Veronika ligou para os pais.
Contou tudo.
— Filhinha, você agiu corretamente, — disse Igor Pavlovich.
— De forma alguma passe o apartamento para o nome de alguém.
— Nós apoiamos você completamente, — acrescentou Ulyana Dmitrievna.
— Venha para nossa casa se precisar.
Fique um pouco e descanse.
— Obrigada, pai, mãe.
Eu vou dar conta.
Timur começou a ligar dois dias depois.
Veronika não atendia.
Ele escrevia mensagens.
Pedia para se encontrar e conversar.
“Veronika, vamos conversar sobre tudo com calma.”

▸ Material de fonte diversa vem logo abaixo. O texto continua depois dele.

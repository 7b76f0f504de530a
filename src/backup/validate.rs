//! Validation functions for configuration values.
//!
//! Provides custom validation functions for branch names, directories,
//! executables and key files, usable from `#[validate(custom(...))]`.

use sanitize_filename::{is_sanitized, sanitize};
use validator::ValidationError;

use std::fs::File;
use std::os::unix::fs::PermissionsExt;
use std::path::Path;

pub fn validate_branch_name<S: AsRef<str>>(name: S) -> Result<(), ValidationError> {
    let name = name.as_ref();
    if name.is_empty() || !is_sanitized(name) {
        return Err(ValidationError::new("InvalidBranchName").with_message(
            format!(
                "Branch must be usable as a directory name, try sanitizing like {:?}",
                sanitize(name)
            )
            .into(),
        ));
    }

    Ok(())
}

pub fn validate_dir_exist<P: AsRef<Path>>(dir: P) -> Result<(), ValidationError> {
    let dir = dir.as_ref();
    if dir.exists() {
        if !dir.is_dir() {
            return Err(ValidationError::new("InvalidDirectory")
                .with_message(format!("{:?} is not a directory", dir).into()));
        }
    } else {
        return Err(ValidationError::new("InvalidDirectory")
            .with_message(format!("{:?} not found", dir).into()));
    }

    Ok(())
}

/// Accepts a directory that either exists or can be created later; only an
/// existing non-directory is rejected.
pub fn validate_dir_or_absent<P: AsRef<Path>>(dir: P) -> Result<(), ValidationError> {
    let dir = dir.as_ref();
    if dir.as_os_str().is_empty() {
        return Err(ValidationError::new("InvalidDirectory")
            .with_message("directory path is empty".into()));
    }
    if dir.exists() && !dir.is_dir() {
        return Err(ValidationError::new("InvalidDirectory")
            .with_message(format!("{:?} is not a directory", dir).into()));
    }

    Ok(())
}

pub fn validate_executable<P: AsRef<Path>>(path: P) -> Result<(), ValidationError> {
    let path = path.as_ref();
    let md = std::fs::metadata(path).map_err(|e| {
        ValidationError::new("InvalidExecutable")
            .with_message(format!("cannot access {:?}: {}", path, e).into())
    })?;
    if !md.is_file() {
        return Err(ValidationError::new("InvalidExecutable")
            .with_message(format!("{:?} is not a file", path).into()));
    }
    if md.permissions().mode() & 0o111 == 0 {
        return Err(ValidationError::new("InvalidExecutable")
            .with_message(format!("{:?} cannot be executed", path).into()));
    }

    Ok(())
}

pub fn validate_key_file<P: AsRef<Path>>(path: P) -> Result<(), ValidationError> {
    let path = path.as_ref();
    if !path.exists() {
        return Err(ValidationError::new("InvalidKeyFile")
            .with_message(format!("key file {:?} not found", path).into()));
    }
    let file = File::open(path).map_err(|e| {
        ValidationError::new("InvalidKeyFile")
            .with_message(format!("cannot read key file {:?}: {}", path, e).into())
    })?;
    let md = file.metadata().map_err(|e| {
        ValidationError::new("InvalidKeyFile")
            .with_message(format!("cannot access metadata for {:?}: {}", path, e).into())
    })?;
    if md.len() == 0 {
        return Err(ValidationError::new("InvalidKeyFile")
            .with_message(format!("key file {:?} is empty", path).into()));
    }

    Ok(())
}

“Eu não queria te magoar.”
“Mamãe só estava preocupada.”
“Me dê uma chance de explicar.”
Veronika apagava as mensagens sem ler.
Uma semana depois, Timur apareceu diante do prédio.
Tocou o interfone.
— Veronika, abra.
Por favor.
— Não.
Vá embora.
— Me deixe pelo menos falar!
— Já conversamos sobre tudo.
Eu pedi o divórcio e não vou mudar de ideia.
— Veronika!
A jovem desligou o interfone.
Timur esperou embaixo por uma hora.
Depois foi embora.
Viktoria Sergeyevna ligou.
A voz da sogra estava gelada.
— Veronika, o que você está fazendo?
Expulsou seu marido de casa!
— Viktoria Sergeyevna, isso não é da sua conta.
— Como não é da minha conta?!
Ele é meu filho!
— E este é meu apartamento.
E meu casamento.
Que acabou.
— Por causa de uma bobagem!
— Por causa de uma tentativa de tirar minha propriedade.
— Ninguém pretendia tirar nada!
Era uma medida de precaução!
— Uma medida de que eu não preciso.
Adeus, Viktoria Sergeyevna.
Veronika desligou.
A sogra ligou novamente várias vezes.
A jovem rejeitava as chamadas.
Depois bloqueou o número.
O processo de divórcio se arrastou por três meses.
Timur tentou atrasar tudo e pediu adiamentos.
Veronika foi inflexível.
O marido vinha com a mãe.
Viktoria Sergeyevna ficava sentada no corredor do tribunal, olhando para Veronika com ódio.
Ela a ignorava.
Na última audiência, o juiz anunciou a decisão.
— O casamento entre Veronika e Timur está dissolvido.
Não há reivindicações patrimoniais.
O certificado de divórcio será obtido no cartório de registro civil.
Veronika se levantou e saiu da sala.
Timur tentou alcançá-la.
— Veronika, espere…
— Não temos nada para conversar.
— Me perdoe.
Eu fui um idiota.
— Sim.
Foi.
A mulher passou por ele.
Não se virou.
Recebeu o certificado um mês depois.
Voltou para casa.
Sentou-se no sofá.
Olhou para o documento.
O apartamento permaneceu com ela.
Ninguém o tomou dela.
Ninguém o passou para o próprio nome.
Veronika continuou trabalhando.
Encontrava-se com amigos.
Viajava.
Vivia uma vida plena.
Às vezes lembrava de Timur.
Sem mágoa, sem dor.
Apenas como uma lição.
Como um lembrete de que independência e amor-próprio são mais importantes do que qualquer compromisso.
Um ano depois do divórcio, Veronika conheceu Andrey.
Programador, trabalhava em uma empresa de TI.
Calmo, inteligente e com bom senso de humor.
Eles começaram a sair juntos.
Andrey nunca perguntava sobre o apartamento.
Não se interessava por bens.
Simplesmente passava tempo com Veronika, conversavam, riam e iam ao cinema.
Quando o relacionamento ficou mais sério, Veronika mesma levantou o assunto.
— Andrey, quero avisar logo.
O apartamento está no meu nome.
E continuará no meu nome.
Andrey sorriu de leve.
— Veronika, este é seu apartamento.
Eu não tenho nenhuma pretensão sobre ele.
— De verdade?
— De verdade.
Eu tenho o meu.
Se algum dia decidirmos morar juntos, conversaremos sobre tudo com calma.
Sem pressão, sem exigências.
Veronika sentiu alívio.
Era assim que deveria ser.
Respeito.
Compreensão.
Limites.
Eles continuaram se encontrando.
Não tinham pressa.
Apenas aproveitavam a companhia um do outro.
E o apartamento permaneceu com Veronika.
Sua fortaleza pessoal.
Sua conquista.
Sua independência.
E ninguém mais tentou tirar isso dela.